Task statement:
Print the line that has "pub fn push(&mut" in it, then every remaining line of the data, exactly and without anything extra.

Items listed in a dataset

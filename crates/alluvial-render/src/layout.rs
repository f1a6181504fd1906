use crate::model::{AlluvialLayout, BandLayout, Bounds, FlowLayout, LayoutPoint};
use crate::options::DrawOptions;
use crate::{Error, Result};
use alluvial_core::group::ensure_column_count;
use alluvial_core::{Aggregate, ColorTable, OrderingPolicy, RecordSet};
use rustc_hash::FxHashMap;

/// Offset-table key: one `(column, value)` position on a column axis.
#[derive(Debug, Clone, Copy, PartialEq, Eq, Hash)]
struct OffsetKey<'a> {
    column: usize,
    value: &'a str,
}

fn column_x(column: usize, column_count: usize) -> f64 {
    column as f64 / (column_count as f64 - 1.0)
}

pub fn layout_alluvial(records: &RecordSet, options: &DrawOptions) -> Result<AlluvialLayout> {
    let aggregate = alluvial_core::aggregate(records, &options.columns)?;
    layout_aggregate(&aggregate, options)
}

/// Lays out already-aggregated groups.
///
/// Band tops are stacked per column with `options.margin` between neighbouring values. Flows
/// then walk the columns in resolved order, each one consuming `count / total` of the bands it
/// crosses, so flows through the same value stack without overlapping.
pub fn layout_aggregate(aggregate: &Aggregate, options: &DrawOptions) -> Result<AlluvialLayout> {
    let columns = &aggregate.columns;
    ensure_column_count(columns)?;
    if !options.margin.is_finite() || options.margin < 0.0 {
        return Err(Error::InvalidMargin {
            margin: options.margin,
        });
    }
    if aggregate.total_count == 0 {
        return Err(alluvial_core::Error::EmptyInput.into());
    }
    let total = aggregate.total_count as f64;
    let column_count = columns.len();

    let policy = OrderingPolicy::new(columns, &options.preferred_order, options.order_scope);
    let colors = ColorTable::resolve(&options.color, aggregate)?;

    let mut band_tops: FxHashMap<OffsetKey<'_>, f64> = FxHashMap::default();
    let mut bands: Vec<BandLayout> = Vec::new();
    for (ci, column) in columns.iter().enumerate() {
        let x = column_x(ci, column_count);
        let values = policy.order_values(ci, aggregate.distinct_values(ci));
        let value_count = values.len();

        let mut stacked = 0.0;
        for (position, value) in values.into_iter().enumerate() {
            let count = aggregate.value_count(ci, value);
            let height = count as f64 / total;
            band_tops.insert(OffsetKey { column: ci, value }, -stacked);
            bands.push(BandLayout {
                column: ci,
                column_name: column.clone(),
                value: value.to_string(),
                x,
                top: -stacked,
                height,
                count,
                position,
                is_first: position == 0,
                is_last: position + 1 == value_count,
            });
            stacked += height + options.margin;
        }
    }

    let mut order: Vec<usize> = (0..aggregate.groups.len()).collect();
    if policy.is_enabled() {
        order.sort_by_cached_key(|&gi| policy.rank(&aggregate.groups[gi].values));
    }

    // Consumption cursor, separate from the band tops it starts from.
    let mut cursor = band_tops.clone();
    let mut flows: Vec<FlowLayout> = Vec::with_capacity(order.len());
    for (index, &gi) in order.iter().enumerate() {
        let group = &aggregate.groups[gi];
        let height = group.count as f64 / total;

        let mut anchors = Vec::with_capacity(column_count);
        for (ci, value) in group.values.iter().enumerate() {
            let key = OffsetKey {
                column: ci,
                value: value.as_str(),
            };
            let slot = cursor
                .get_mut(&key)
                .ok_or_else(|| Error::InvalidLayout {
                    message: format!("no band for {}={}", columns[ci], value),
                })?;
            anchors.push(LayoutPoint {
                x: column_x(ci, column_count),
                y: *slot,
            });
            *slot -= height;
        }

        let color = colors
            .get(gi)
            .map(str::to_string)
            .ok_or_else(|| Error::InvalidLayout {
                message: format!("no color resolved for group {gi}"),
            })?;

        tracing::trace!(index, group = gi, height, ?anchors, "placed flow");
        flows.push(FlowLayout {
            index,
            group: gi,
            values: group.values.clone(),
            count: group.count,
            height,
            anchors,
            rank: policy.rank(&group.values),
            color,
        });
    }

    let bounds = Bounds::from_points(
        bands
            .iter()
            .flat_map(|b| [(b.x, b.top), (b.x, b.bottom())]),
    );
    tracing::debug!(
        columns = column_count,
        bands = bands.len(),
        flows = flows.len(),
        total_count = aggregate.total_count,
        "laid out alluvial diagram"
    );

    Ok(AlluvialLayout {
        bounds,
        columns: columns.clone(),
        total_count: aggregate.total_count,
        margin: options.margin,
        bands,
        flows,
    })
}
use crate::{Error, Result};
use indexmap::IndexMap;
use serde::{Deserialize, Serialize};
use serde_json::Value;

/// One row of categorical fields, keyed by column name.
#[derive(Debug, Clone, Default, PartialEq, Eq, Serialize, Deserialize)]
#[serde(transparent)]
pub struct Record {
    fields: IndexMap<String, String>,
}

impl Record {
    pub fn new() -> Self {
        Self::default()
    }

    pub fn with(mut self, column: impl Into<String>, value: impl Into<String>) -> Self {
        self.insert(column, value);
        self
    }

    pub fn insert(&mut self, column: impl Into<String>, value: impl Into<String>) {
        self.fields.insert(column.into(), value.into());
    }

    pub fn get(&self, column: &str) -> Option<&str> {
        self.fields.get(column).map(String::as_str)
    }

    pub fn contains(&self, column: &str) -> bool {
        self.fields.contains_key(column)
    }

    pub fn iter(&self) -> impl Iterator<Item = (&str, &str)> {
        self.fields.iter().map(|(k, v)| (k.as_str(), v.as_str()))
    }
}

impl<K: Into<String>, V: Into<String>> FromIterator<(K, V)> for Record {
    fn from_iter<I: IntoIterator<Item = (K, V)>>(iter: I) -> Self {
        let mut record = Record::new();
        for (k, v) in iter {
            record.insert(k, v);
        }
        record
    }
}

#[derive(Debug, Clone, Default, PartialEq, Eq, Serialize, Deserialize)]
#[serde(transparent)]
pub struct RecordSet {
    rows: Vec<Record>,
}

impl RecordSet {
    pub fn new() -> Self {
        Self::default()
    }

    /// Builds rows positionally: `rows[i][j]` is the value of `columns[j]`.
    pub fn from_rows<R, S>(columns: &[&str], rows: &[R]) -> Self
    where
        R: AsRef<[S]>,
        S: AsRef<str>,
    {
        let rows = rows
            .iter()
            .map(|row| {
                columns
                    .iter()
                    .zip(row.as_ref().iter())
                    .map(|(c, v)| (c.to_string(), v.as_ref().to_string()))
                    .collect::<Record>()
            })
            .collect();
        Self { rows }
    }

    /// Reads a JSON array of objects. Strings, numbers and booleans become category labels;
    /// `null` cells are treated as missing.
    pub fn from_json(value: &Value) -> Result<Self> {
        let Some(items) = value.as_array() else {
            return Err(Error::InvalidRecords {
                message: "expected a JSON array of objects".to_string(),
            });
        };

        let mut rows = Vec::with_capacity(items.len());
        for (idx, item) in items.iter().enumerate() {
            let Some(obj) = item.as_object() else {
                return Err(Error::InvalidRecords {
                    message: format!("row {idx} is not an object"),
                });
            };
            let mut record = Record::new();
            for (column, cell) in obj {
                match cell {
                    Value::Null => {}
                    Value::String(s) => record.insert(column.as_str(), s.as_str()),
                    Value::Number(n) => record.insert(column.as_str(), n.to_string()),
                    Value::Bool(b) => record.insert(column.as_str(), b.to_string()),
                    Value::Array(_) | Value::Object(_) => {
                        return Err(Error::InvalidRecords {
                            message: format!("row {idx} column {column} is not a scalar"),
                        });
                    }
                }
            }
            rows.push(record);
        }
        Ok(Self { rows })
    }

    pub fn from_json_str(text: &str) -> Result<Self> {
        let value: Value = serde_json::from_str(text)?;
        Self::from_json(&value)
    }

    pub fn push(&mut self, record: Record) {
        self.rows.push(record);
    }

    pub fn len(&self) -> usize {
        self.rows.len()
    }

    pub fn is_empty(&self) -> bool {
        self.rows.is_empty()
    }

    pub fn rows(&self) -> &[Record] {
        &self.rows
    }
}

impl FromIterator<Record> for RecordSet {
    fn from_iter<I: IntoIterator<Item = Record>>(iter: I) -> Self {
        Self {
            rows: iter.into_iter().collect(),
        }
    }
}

Result:
    pub fn push(&mut self, record: Record) {
        self.rows.push(record);
    }

    pub fn len(&self) -> usize {
        self.rows.len()
    }

    pub fn is_empty(&self) -> bool {
        self.rows.is_empty()
    }

    pub fn rows(&self) -> &[Record] {
        &self.rows
    }
}

impl FromIterator<Record> for RecordSet {
    fn from_iter<I: IntoIterator<Item = Record>>(iter: I) -> Self {
        Self {
            rows: iter.into_iter().collect(),
        }
    }
}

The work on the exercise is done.